▶ Your instructions
The expected output is each line below containing "lines", copied in full.

Stored data entries
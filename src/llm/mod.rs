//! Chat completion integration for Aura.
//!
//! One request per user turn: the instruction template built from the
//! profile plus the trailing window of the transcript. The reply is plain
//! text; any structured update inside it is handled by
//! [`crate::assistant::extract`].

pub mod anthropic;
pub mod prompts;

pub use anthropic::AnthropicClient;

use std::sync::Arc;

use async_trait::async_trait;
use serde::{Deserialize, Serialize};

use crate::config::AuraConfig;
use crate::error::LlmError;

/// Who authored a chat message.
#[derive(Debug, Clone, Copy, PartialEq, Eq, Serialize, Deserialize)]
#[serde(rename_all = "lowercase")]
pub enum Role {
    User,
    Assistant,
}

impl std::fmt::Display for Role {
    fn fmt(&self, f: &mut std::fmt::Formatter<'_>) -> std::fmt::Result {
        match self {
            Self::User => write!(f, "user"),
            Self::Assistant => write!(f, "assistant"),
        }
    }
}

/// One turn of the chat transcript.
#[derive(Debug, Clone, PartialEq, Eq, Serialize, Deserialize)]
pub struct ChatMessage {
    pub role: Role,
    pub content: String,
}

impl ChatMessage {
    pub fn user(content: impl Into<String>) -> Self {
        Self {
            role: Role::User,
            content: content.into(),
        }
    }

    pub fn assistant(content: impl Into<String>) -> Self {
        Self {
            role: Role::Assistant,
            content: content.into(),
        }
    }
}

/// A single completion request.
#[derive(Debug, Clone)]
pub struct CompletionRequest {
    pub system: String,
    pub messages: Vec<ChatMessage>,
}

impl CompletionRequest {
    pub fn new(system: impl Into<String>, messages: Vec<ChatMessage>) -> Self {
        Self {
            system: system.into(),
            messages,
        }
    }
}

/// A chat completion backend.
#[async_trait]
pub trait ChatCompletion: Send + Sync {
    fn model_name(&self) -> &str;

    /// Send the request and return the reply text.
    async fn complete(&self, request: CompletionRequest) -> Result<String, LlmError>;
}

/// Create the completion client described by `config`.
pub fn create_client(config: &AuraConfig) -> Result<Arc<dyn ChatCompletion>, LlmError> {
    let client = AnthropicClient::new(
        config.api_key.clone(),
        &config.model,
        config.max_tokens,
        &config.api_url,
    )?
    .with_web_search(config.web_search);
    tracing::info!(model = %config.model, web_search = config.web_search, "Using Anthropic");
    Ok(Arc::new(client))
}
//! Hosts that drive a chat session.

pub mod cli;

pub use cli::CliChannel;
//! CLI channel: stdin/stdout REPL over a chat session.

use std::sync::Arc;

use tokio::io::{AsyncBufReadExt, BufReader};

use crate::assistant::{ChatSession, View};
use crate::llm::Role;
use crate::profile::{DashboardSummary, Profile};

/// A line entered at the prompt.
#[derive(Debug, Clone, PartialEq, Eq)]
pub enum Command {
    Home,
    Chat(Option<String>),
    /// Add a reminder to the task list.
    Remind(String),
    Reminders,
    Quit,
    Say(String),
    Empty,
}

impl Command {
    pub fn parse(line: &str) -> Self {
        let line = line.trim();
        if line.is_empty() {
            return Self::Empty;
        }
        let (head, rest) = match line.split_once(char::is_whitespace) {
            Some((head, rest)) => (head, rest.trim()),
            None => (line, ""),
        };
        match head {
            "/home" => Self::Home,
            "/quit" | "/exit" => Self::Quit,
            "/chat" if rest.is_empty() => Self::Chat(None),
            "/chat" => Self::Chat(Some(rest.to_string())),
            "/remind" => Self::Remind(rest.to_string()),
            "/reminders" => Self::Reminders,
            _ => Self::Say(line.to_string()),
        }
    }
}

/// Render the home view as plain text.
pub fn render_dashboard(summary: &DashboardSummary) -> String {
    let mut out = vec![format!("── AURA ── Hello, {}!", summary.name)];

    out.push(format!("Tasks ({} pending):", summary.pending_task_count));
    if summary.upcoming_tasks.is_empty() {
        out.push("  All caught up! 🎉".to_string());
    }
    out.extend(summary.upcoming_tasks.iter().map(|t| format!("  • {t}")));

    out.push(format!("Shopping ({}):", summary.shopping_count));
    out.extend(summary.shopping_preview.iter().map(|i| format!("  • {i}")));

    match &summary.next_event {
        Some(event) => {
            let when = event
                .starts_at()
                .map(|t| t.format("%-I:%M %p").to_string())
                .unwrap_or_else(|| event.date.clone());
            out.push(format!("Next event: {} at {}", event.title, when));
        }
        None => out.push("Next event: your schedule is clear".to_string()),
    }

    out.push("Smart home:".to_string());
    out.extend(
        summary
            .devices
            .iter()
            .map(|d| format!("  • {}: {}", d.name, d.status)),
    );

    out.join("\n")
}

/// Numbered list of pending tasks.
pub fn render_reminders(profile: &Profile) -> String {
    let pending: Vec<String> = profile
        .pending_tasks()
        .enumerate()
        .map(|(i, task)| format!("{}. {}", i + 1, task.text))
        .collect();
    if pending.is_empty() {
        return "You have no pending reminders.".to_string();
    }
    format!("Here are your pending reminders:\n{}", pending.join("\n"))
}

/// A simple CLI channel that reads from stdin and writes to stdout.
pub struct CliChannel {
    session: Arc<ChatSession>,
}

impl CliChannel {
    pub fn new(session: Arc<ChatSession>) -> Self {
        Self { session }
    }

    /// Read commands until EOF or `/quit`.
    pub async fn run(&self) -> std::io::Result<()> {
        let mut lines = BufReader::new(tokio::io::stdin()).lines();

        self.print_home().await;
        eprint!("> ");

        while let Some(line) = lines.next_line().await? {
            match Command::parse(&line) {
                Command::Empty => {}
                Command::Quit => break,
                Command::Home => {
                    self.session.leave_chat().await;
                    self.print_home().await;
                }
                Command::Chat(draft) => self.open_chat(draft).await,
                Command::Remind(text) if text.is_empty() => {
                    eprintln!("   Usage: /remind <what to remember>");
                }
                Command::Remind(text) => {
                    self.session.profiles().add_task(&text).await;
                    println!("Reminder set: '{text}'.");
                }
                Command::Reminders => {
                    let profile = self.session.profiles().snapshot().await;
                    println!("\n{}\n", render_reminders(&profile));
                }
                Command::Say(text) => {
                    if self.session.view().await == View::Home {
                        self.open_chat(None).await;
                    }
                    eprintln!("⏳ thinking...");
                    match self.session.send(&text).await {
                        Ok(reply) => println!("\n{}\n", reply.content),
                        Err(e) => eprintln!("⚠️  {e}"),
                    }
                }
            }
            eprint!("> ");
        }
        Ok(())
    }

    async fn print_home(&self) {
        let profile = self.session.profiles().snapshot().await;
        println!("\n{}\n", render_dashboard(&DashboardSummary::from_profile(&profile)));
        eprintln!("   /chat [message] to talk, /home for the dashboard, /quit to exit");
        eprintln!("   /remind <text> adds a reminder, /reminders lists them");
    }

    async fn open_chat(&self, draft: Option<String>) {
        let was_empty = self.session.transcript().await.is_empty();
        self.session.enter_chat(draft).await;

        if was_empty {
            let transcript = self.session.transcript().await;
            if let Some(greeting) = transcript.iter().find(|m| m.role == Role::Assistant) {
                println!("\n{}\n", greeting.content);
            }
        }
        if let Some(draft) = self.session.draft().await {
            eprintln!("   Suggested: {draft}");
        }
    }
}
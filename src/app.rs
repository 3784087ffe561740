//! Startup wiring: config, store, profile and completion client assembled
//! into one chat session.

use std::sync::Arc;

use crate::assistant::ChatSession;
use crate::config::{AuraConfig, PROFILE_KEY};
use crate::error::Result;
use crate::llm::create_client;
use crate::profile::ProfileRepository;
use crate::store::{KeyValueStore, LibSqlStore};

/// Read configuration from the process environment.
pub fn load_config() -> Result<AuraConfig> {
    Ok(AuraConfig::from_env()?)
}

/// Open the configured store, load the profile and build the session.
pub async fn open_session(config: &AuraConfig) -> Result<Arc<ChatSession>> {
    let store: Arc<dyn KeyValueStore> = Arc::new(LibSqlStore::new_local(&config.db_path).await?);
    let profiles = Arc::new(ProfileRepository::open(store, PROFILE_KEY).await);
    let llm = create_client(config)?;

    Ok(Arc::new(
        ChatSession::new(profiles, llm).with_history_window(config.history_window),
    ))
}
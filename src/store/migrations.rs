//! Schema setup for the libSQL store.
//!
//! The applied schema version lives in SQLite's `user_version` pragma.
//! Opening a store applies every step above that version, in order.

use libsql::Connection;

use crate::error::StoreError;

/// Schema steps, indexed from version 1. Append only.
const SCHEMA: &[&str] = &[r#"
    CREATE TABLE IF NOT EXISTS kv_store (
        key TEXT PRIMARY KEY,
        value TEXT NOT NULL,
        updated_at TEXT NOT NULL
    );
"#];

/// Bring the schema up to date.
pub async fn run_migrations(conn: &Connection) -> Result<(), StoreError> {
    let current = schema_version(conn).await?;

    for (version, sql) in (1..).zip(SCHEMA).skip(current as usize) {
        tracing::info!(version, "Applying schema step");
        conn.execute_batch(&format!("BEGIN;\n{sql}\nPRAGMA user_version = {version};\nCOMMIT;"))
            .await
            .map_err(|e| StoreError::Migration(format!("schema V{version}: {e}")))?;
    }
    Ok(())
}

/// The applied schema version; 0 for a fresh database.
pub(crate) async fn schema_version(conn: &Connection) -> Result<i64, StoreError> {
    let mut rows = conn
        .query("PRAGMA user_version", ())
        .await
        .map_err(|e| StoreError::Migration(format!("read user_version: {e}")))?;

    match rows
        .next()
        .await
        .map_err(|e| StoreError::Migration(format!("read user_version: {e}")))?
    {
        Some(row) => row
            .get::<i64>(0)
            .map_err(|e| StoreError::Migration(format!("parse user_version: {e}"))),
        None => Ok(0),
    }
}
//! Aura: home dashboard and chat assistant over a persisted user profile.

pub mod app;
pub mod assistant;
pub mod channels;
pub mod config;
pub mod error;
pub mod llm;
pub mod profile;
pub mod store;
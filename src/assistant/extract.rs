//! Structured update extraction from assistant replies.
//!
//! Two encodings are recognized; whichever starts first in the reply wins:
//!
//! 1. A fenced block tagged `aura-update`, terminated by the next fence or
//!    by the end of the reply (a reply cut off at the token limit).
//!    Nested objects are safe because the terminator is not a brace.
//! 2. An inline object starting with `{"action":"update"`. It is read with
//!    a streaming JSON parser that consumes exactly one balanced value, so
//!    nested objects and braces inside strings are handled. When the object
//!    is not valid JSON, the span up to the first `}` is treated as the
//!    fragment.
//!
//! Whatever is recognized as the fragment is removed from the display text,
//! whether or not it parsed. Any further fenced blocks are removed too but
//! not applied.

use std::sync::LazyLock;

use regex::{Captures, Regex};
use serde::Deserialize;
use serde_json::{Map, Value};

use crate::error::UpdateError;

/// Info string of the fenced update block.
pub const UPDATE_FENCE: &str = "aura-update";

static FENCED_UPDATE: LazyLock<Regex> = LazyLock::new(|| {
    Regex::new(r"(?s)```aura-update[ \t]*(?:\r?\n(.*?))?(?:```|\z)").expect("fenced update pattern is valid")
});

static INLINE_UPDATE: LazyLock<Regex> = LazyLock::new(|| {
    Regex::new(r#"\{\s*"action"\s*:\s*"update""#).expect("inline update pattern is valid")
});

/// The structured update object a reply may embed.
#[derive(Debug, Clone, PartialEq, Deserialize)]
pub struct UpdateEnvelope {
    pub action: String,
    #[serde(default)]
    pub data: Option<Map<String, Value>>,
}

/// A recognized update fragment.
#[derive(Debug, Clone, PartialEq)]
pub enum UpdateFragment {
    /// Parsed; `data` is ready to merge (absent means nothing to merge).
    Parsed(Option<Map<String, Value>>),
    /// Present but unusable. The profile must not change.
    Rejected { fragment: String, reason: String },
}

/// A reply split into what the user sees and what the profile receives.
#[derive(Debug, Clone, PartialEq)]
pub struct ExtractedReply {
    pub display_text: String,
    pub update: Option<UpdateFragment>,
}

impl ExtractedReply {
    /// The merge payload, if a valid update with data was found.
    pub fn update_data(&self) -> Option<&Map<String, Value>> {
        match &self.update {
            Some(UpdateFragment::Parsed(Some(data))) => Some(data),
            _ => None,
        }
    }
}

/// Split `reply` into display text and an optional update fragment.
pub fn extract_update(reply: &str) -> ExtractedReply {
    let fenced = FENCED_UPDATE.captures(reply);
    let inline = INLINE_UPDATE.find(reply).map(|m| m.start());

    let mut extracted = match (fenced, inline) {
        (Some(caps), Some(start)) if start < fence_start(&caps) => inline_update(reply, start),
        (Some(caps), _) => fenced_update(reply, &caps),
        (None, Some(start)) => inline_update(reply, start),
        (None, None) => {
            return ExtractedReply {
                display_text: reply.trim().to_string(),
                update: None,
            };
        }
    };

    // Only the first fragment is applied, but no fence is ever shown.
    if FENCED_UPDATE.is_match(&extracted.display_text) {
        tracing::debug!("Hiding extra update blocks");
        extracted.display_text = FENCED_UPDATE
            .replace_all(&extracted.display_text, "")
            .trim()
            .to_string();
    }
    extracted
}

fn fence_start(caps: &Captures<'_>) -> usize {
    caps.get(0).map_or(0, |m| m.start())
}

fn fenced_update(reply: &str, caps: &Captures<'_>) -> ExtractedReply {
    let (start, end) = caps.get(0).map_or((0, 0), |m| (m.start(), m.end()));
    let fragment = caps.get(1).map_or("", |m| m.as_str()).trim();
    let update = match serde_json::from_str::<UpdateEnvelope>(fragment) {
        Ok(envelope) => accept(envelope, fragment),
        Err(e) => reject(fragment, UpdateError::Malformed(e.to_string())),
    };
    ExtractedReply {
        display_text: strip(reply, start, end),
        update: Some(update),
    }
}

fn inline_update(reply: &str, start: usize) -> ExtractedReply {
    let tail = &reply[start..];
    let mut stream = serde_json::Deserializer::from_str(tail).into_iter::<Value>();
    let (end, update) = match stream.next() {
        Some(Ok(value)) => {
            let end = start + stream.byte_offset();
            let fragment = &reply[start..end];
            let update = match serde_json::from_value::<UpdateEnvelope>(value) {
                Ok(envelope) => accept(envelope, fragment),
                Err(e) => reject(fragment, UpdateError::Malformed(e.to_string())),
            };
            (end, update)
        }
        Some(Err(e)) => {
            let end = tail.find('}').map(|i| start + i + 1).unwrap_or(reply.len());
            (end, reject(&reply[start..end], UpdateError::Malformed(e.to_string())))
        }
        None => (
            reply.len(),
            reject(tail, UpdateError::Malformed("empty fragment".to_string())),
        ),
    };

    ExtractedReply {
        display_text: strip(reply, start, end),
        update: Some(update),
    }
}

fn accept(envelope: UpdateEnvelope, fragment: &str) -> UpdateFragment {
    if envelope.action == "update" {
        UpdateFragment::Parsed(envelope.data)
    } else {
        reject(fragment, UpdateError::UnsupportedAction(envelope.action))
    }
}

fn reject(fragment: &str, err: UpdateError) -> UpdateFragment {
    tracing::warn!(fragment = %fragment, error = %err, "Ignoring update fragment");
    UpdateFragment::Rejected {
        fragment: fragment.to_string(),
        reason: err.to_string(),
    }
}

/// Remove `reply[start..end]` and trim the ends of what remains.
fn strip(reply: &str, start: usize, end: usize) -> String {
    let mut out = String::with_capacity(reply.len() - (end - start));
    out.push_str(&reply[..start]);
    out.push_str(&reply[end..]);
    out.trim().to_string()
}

▶ Output for this exercise
        let mut lines = BufReader::new(tokio::io::stdin()).lines();
        while let Some(line) = lines.next_line().await? {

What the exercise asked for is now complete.